On Tue, Dec 04, 2018 at 02:19:09PM -0700, Logan Gunthorpe wrote:
>
>
> On 2018-12-04 1:59 p.m., Jerome Glisse wrote:
> > How to expose harmful memory to userspace then ? How can i expose
> > non cache coherent memory because yes they are application out there
> > that use that today and would like to be able to migrate to and from
> > that memory dynamicly during lifetime of the application as the data
> > set progress through the application processing pipeline.
>
> I'm not arguing against the purpose or use cases. I'm being critical of
> the API choices.
>
> > Note that i do not expose things like physical address or even splits
> > memory in a node into individual device, in fact in expose less
> > information that the existing NUMA (no zone, phys index, ...). As i do
> > not think those have any value to userspace. What matter to userspace
> > is where is this memory is in my topology so i can look at all the
> > initiators node that are close by. Or the reverse, i have a set of
> > initiators what is the set of closest targets to all those initiators.
>
> No, what matters to applications is getting memory that will work for
> the initiators/resources they need it to work for. The specific topology
> might be of interest to administrators but it is not what applications
> need. And it should be relatively easy to flesh out the existing sysfs
> device tree to provide the topology information administrators need.

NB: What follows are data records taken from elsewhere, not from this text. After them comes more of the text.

impl IfdDirectory {
    /// Create an empty top-level directory
    pub fn new() -> Self {
        Self::with_group(TagGroup::Image)
    }

    /// Create an empty directory whose tag IDs are read in `group`
    pub fn with_group(group: TagGroup) -> Self {
        Self {
            group,
            entries: Vec::new(),
            sub: BTreeMap::new(),
        }
    }

    /// Tag namespace of this directory
    pub fn group(&self) -> TagGroup {
        self.group
    }

    /// Number of entries, including entries without a decoded value
    pub fn len(&self) -> usize {
        self.entries.len()
    }

    /// True when there are no entries and every sub-directory is empty
    pub fn is_empty(&self) -> bool {
        self.entries.is_empty() && self.sub.values().all(IfdDirectory::is_empty)
    }

    /// All entries in write order
    pub fn entries(&self) -> &[IfdEntry] {
        &self.entries
    }

    /// `(tag, value)` pairs in write order, skipping entries without a value
    pub fn iter(&self) -> impl Iterator<Item = (u16, &IfdValue)> {
        self.entries
            .iter()
            .filter_map(|entry| entry.value.as_ref().map(|value| (entry.tag, value)))
    }

    /// Tag IDs in write order
    pub fn tags(&self) -> impl Iterator<Item = u16> + '_ {
        self.entries.iter().map(|entry| entry.tag)
    }

    /// Registry entry for a tag ID as interpreted in this directory
    pub fn tag_info(&self, tag: u16) -> Option<&'static ExifTag> {
        tags::lookup(self.group, tag)
    }

    fn resolve(&self, key: TagKey) -> Option<(u16, Option<&'static ExifTag>)> {
        match key {
            TagKey::Id(id) => Some((id, self.tag_info(id))),
            TagKey::Name(name) => {
                tags::lookup_name_in(self.group, name).map(|tag| (tag.id, Some(tag)))
            }
        }
    }

    fn position(&self, tag: u16) -> Option<usize> {
        self.entries.iter().position(|entry| entry.tag == tag)
    }

    /// Check whether a tag is present (with or without a value)
    pub fn has<'a>(&self, key: impl Into<TagKey<'a>>) -> bool {
        self.get_entry(key).is_some()
    }

    /// Entry for a tag, distinguishing "absent" from "present without value"
    pub fn get_entry<'a>(&self, key: impl Into<TagKey<'a>>) -> Option<&IfdEntry> {
        let (tag, _) = self.resolve(key.into())?;
        self.entries.iter().find(|entry| entry.tag == tag)
    }

    /// Value of a tag
    pub fn get<'a>(&self, key: impl Into<TagKey<'a>>) -> Option<&IfdValue> {
        self.get_entry(key)?.value.as_ref()
    }

    /// Mutable value of a tag
    pub fn get_mut<'a>(&mut self, key: impl Into<TagKey<'a>>) -> Option<&mut IfdValue> {
        let (tag, _) = self.resolve(key.into())?;
        self.entries
            .iter_mut()
            .find(|entry| entry.tag == tag)?
            .value
            .as_mut()
    }

    /// Set a tag, coercing untyped input through the registry
    ///
    /// Returns `false` and leaves the directory unchanged when the name is
    /// unknown or the input does not fit the tag's registered type. Use
    /// [`IfdDirectory::try_set`] to get the reason.
    pub fn set<'a>(&mut self, key: impl Into<TagKey<'a>>, input: impl Into<TagInput>) -> bool {
        match self.try_set(key, input) {
            Ok(()) => true,
            Err(e) => {
                log::debug!("ignoring tag update: {}", e);
                false
            }
        }
    }

    /// Strict variant of [`IfdDirectory::set`]
    pub fn try_set<'a>(
        &mut self,
        key: impl Into<TagKey<'a>>,
        input: impl Into<TagInput>,
    ) -> Result<()> {
        let key = key.into();
        let (tag, info) = self
            .resolve(key)
            .ok_or_else(|| Error::UnknownTag(key.to_string()))?;

        let value = match input.into() {
            TagInput::Value(value) => value,
            input => {
                let info = info.ok_or_else(|| Error::UnknownTag(key.to_string()))?;
                coerce(info, input).ok_or(Error::TagCoercion {
                    tag,
                    kind: info.kind.name(),
                })?
            }
        };
        self.insert(tag, value);
        Ok(())
    }

    /// Store a typed value, replacing any existing entry in place
    pub fn insert(&mut self, tag: u16, value: IfdValue) {
        self.insert_entry(IfdEntry {
            tag,
            value: Some(value),
        });
    }

    pub(crate) fn insert_entry(&mut self, entry: IfdEntry) {
        match self.position(entry.tag) {
            Some(index) => self.entries[index] = entry,
            None => self.entries.push(entry),
        }
    }

    /// Remove a tag
    pub fn remove<'a>(&mut self, key: impl Into<TagKey<'a>>) -> Option<IfdEntry> {
        let (tag, _) = self.resolve(key.into())?;
        let index = self.position(tag)?;
        Some(self.entries.remove(index))
    }

    /// Remove all entries and sub-directories
    pub fn clear(&mut self) {
        self.entries.clear();
        self.sub.clear();
    }

    /// Reorder entries by ascending tag ID, recursively
    pub fn sort_entries(&mut self) {
        self.entries.sort_by_key(|entry| entry.tag);
        self.sub.values_mut().for_each(IfdDirectory::sort_entries);
    }

    /// Deep-copy every entry and sub-directory of `other` into this directory
    pub fn copy_from(&mut self, other: &IfdDirectory) {
        for entry in &other.entries {
            self.insert_entry(entry.clone());
        }
        for (kind, sub) in &other.sub {
            self.sub_mut(*kind).copy_from(sub);
        }
    }

    // -------------------------------------------------------------------------
    // Sub-directories
    // -------------------------------------------------------------------------

    /// Nested directory, if present
    pub fn sub(&self, kind: SubDirectory) -> Option<&IfdDirectory> {
        self.sub.get(&kind)
    }

    /// Nested directory, created empty if absent
    pub fn sub_mut(&mut self, kind: SubDirectory) -> &mut IfdDirectory {
        self.sub
            .entry(kind)
            .or_insert_with(|| IfdDirectory::with_group(kind.group()))
    }

    /// Nested directory without creating it
    pub fn lookup_sub_mut(&mut self, kind: SubDirectory) -> Option<&mut IfdDirectory> {
        self.sub.get_mut(&kind)
    }

    /// Nested directory by name (`"exif"`, `"gps"`, `"interop"`)
    pub fn sub_by_name(&self, name: &str) -> Option<&IfdDirectory> {
        self.sub(SubDirectory::from_name(name)?)
    }

    /// Check whether a nested directory is present
    pub fn has_sub(&self, kind: SubDirectory) -> bool {
        self.sub.contains_key(&kind)
    }

    /// Attach a nested directory, returning the one it replaces
    pub fn insert_sub(&mut self, kind: SubDirectory, directory: IfdDirectory) -> Option<IfdDirectory> {
        self.sub.insert(kind, directory)
    }

    /// Detach a nested directory
    pub fn remove_sub(&mut self, kind: SubDirectory) -> Option<IfdDirectory> {
        self.sub.remove(&kind)
    }

    /// Nested directories in write order
    pub fn subs(&self) -> impl Iterator<Item = (SubDirectory, &IfdDirectory)> {
        self.sub.iter().map(|(kind, sub)| (*kind, sub))
    }

    /// Make the pointer tags match the attached sub-directories
    ///
    /// Every present sub-directory gets a single-element LONG placeholder
    /// unless it already has a one-offset pointer; pointers to absent
    /// sub-directories are dropped. Applies recursively.
    pub fn sync_sub_pointers(&mut self) {
        for kind in SubDirectory::ALL {
            let tag = kind.pointer_tag();
            if self.has_sub(kind) {
                let valid = match self.get(tag) {
                    Some(IfdValue::Long(offsets)) => offsets.len() == 1,
                    Some(IfdValue::Ifd(_)) => true,
                    _ => false,
                };
                if !valid {
                    self.insert(tag, IfdValue::Long(vec![0]));
                }
            } else if self.position(tag).is_some() {
                self.remove(tag);
            }
        }
        self.sub.values_mut().for_each(IfdDirectory::sync_sub_pointers);
    }

    /// Point the sub-directory pointer for `kind` at `offset`
    pub(crate) fn set_sub_pointer(&mut self, kind: SubDirectory, offset: u32) {
        let value = match self.get(kind.pointer_tag()) {
            Some(IfdValue::Ifd(_)) => IfdValue::Ifd(offset),
            _ => IfdValue::Long(vec![offset]),
        };
        self.insert(kind.pointer_tag(), value);
    }

    // -------------------------------------------------------------------------
    // Size accounting
    // -------------------------------------------------------------------------

    /// Number of entries that will be written (entries with a value)
    pub fn value_count(&self) -> usize {
        self.iter().count()
    }

    /// Bytes of values too large to be stored inline
    pub fn overflow_size(&self) -> usize {
        self.iter()
            .map(|(_, value)| value.byte_size())
            .filter(|&size| size > 4)
            .sum()
    }

    /// Size of this directory's own block: count, entries, optional next
    /// pointer and overflow data
    pub fn block_size(&self, next_pointer: bool) -> usize {
        let pointer = if next_pointer { NEXT_POINTER_SIZE } else { 0 };
        ENTRY_COUNT_SIZE + ENTRY_SIZE * self.value_count() + pointer + self.overflow_size()
    }

    /// Total bytes written for this directory as a top-level IFD, including
    /// all nested directories
    pub fn byte_size(&self) -> usize {
        self.block_size(true) + self.nested_size()
    }

    /// Bytes written for the nested directories
    fn nested_size(&self) -> usize {
        self.sub
            .values()
            .map(|sub| sub.block_size(false) + sub.nested_size())
            .sum()
    }

    // -------------------------------------------------------------------------
    // Typed accessors
    // -------------------------------------------------------------------------

    fn int_tag(&self, tag: u16) -> Option<i64> {
        self.get(tag).map(|value| value.to_int(0))
    }

    fn text_tag(&self, tag: u16) -> Option<String> {
        self.get(tag).map(IfdValue::to_text)
    }

    fn set_dimension(&mut self, tag: u16, value: u32) {
        let value = match u16::try_from(value) {
            Ok(short) => IfdValue::Short(vec![short]),
            Err(_) => IfdValue::Long(vec![value]),
        };
        self.insert(tag, value);
    }

    /// ImageWidth
    pub fn image_width(&self) -> Option<u32> {
        self.int_tag(tags::IMAGE_WIDTH).map(|v| v as u32)
    }

    /// Set ImageWidth (SHORT, or LONG above 65535)
    pub fn set_image_width(&mut self, width: u32) {
        self.set_dimension(tags::IMAGE_WIDTH, width);
    }

    /// ImageHeight
    pub fn image_height(&self) -> Option<u32> {
        self.int_tag(tags::IMAGE_HEIGHT).map(|v| v as u32)
    }

    /// Set ImageHeight (SHORT, or LONG above 65535)
    pub fn set_image_height(&mut self, height: u32) {
        self.set_dimension(tags::IMAGE_HEIGHT, height);
    }

    /// Orientation (1-8, where 1 is normal)
    pub fn orientation(&self) -> Option<u16> {
        self.int_tag(tags::ORIENTATION).map(|v| v as u16)
    }

    pub fn set_orientation(&mut self, orientation: u16) {
        self.insert(tags::ORIENTATION, IfdValue::Short(vec![orientation]));
    }

    /// XResolution
    pub fn resolution_x(&self) -> Option<Rational> {
        self.get(tags::X_RESOLUTION).map(|value| value.to_rational(0))
    }

    pub fn set_resolution_x(&mut self, resolution: impl Into<Rational>) {
        self.insert(tags::X_RESOLUTION, IfdValue::Rational(vec![resolution.into()]));
    }

    /// YResolution
    pub fn resolution_y(&self) -> Option<Rational> {
        self.get(tags::Y_RESOLUTION).map(|value| value.to_rational(0))
    }

    pub fn set_resolution_y(&mut self, resolution: impl Into<Rational>) {
        self.insert(tags::Y_RESOLUTION, IfdValue::Rational(vec![resolution.into()]));
    }

    /// ResolutionUnit (1 = none, 2 = inch, 3 = centimeter)
    pub fn resolution_unit(&self) -> Option<u16> {
        self.int_tag(tags::RESOLUTION_UNIT).map(|v| v as u16)
    }

    pub fn set_resolution_unit(&mut self, unit: u16) {
        self.insert(tags::RESOLUTION_UNIT, IfdValue::Short(vec![unit]));
    }

    /// Check for a UserComment entry
    pub fn has_user_comment(&self) -> bool {
        self.has(tags::USER_COMMENT)
    }

    /// Decimal latitude from GPSLatitude/GPSLatitudeRef, negative for south
    pub fn gps_latitude(&self) -> Option<f64> {
        self.gps_coordinate(tags::GPS_LATITUDE, tags::GPS_LATITUDE_REF, 'S')
    }

    /// Store a decimal latitude as degrees/minutes/seconds
    pub fn set_gps_latitude(&mut self, latitude: f64) {
        let reference = if latitude < 0.0 { "S" } else { "N" };
        self.set_gps_coordinate(tags::GPS_LATITUDE, tags::GPS_LATITUDE_REF, reference, latitude);
    }

    /// Decimal longitude from GPSLongitude/GPSLongitudeRef, negative for west
    pub fn gps_longitude(&self) -> Option<f64> {
        self.gps_coordinate(tags::GPS_LONGITUDE, tags::GPS_LONGITUDE_REF, 'W')
    }

    /// Store a decimal longitude as degrees/minutes/seconds
    pub fn set_gps_longitude(&mut self, longitude: f64) {
        let reference = if longitude < 0.0 { "W" } else { "E" };
        self.set_gps_coordinate(tags::GPS_LONGITUDE, tags::GPS_LONGITUDE_REF, reference, longitude);
    }

    fn gps_coordinate(&self, tag: u16, reference_tag: u16, negative: char) -> Option<f64> {
        let value = self.get(tag)?;
        if value.count() < 3 {
            return None;
        }
        let degrees =
            value.to_double(0) + value.to_double(1) / 60.0 + value.to_double(2) / 3600.0;
        let reference = self.text_tag(reference_tag).unwrap_or_default();
        if reference.starts_with(negative) {
            Some(-degrees)
        } else {
            Some(degrees)
        }
    }

    fn set_gps_coordinate(&mut self, tag: u16, reference_tag: u16, reference: &str, value: f64) {
        let value = value.abs();
        let degrees = value.trunc();
        let minutes = ((value - degrees) * 60.0).trunc();
        let seconds = (value - degrees - minutes / 60.0) * 3600.0;
        self.insert(reference_tag, IfdValue::ascii(reference));
        self.insert(
            tag,
            IfdValue::Rational(vec![
                Rational::new(degrees as i64, 1),
                Rational::new(minutes as i64, 1),
                Rational::new((seconds * 1000.0).round() as i64, 1000),
            ]),
        );
    }
}
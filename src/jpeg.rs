//! EXIF inside JPEG APP1 segments
//!
//! A JPEG stores EXIF as an APP1 segment whose body is `Exif\0\0` followed by
//! a complete TIFF stream. Offsets inside that stream are relative to the
//! TIFF header, not to the JPEG file.

use crate::{
    buffer::InputBuffer,
    error::{Error, Result},
    exif::ExifData,
};

// JPEG markers
const SOI: u8 = 0xD8; // Start of Image
const EOI: u8 = 0xD9; // End of Image
const APP1: u8 = 0xE1; // EXIF / XMP
const SOS: u8 = 0xDA; // Start of Scan (image data follows)
const TEM: u8 = 0x01;

// Markers without a length field
const RST0: u8 = 0xD0;
const RST7: u8 = 0xD7;

/// Signature opening an EXIF APP1 body
pub const EXIF_SIGNATURE: &[u8] = b"Exif\0\0";

/// Largest segment body a JPEG length field can describe
pub const MAX_MARKER_SIZE: usize = 65533;

/// Parse an APP1 body that starts with [`EXIF_SIGNATURE`]
pub fn exif_from_app1(payload: &[u8]) -> Result<ExifData> {
    let tiff = payload
        .strip_prefix(EXIF_SIGNATURE)
        .ok_or_else(|| Error::InvalidFormat("APP1 payload lacks the Exif signature".into()))?;
    ExifData::try_from_bytes(tiff)
}

/// Encode an APP1 body: signature plus big-endian TIFF stream
pub fn exif_to_app1(data: &mut ExifData) -> Result<Vec<u8>> {
    let tiff = data.to_bytes()?;
    let mut payload = Vec::with_capacity(EXIF_SIGNATURE.len() + tiff.len());
    payload.extend_from_slice(EXIF_SIGNATURE);
    payload.extend_from_slice(&tiff);
    Ok(payload)
}

/// Encode a complete APP1 segment (marker, length, body)
pub fn exif_to_app1_segment(data: &mut ExifData) -> Result<Vec<u8>> {
    let payload = exif_to_app1(data)?;
    if payload.len() > MAX_MARKER_SIZE {
        return Err(Error::TooLarge {
            size: payload.len(),
        });
    }

    let mut segment = Vec::with_capacity(payload.len() + 4);
    segment.extend_from_slice(&[0xFF, APP1]);
    segment.extend_from_slice(&((payload.len() + 2) as u16).to_be_bytes());
    segment.extend_from_slice(&payload);
    Ok(segment)
}

/// Find the TIFF stream of the first EXIF APP1 segment in a JPEG file
///
/// Scanning stops at the start of the image data.
pub fn find_exif(jpeg: &[u8]) -> Result<Option<&[u8]>> {
    let mut input = InputBuffer::with_endian(jpeg, true);

    if input.read_u8()? != 0xFF || input.read_u8()? != SOI {
        return Err(Error::InvalidFormat("Not a JPEG file".into()));
    }

    loop {
        let offset = input.offset();
        let prefix = input.read_u8()?;
        if prefix != 0xFF {
            return Err(Error::InvalidFormat(format!(
                "Expected 0xFF at offset {}, got 0x{:02X}",
                offset, prefix
            )));
        }

        // Fill bytes
        let mut marker = input.read_u8()?;
        while marker == 0xFF {
            marker = input.read_u8()?;
        }

        match marker {
            SOS | EOI => return Ok(None),
            TEM | RST0..=RST7 => continue,
            _ => {}
        }

        let size = input.read_u16()? as usize;
        if size < 2 {
            return Err(Error::InvalidFormat(format!(
                "Segment at offset {} has invalid length {}",
                offset, size
            )));
        }
        let body = input.read_bytes(size - 2)?;
        if marker == APP1 {
            if let Some(tiff) = body.strip_prefix(EXIF_SIGNATURE) {
                return Ok(Some(tiff));
            }
        }
    }
}

/// Parse the EXIF metadata of a JPEG file, if it has any
pub fn read_exif(jpeg: &[u8]) -> Result<Option<ExifData>> {
    find_exif(jpeg)?
        .map(ExifData::try_from_bytes)
        .transpose()
}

Existing user would disagree in my cover letter i have given pointer
to existing library and paper from HPC folks that do leverage system
topology (among the few who are). So they are application _today_ that
do use topology information to adapt their workload to maximize the
performance for the platform they run on.

They are also some new platform that have much more complex topology
that definitly can not be represented as a tree like today sysfs we
have (i believe that even some of the HPC folks have _today_ topology
that are not tree-like).

So existing user + random graph topology becoming more commons lead
me to the choice i made in this API. I believe a graph is someting
that can easily be understood by people. I am not inventing some
weird new data structure, it is just a graph and for the name i have
use the ACPI naming convention but i am more than open to use memory
for target and differentiate cpu and device instead of using initiator
as a name. I do not have strong feeling on that. I do however would
like to be able to represent any topology and be able to use device
memory that is not manage by core mm for reasons i explained previously.

Note that if it turn out to be a bad idea kernel can decide to dumb
down thing in future version for new platform. So it could give a
flat graph to userspace, there is nothing precluding that.


> > I am talking about the inevitable fact that at some point some system
> > firmware will miss-represent their platform. System firmware writer
> > usualy copy and paste thing with little regards to what have change
> > from one platform to the new. So their will be inevitable workaround
> > and i would rather see those piling up inside a userspace library than
> > inside the kernel.
>
> It's *absolutely* the kernel's responsibility to patch issues caused by
> broken firmware. We have quirks all over the place for this. That's
> never something userspace should be responsible for. Really, this is the
> raison d'etre of the kernel: to provide userspace with a uniform
> execution environment -- if every application had to deal with broken
> firmware it would be a nightmare.

You cuted the other paragraph that explained why they will unlikely
to be broken badly enough to break the kernel.

Anyway we can fix the topology in kernel too ... that is fine with
me.

Cheers,
Jérôme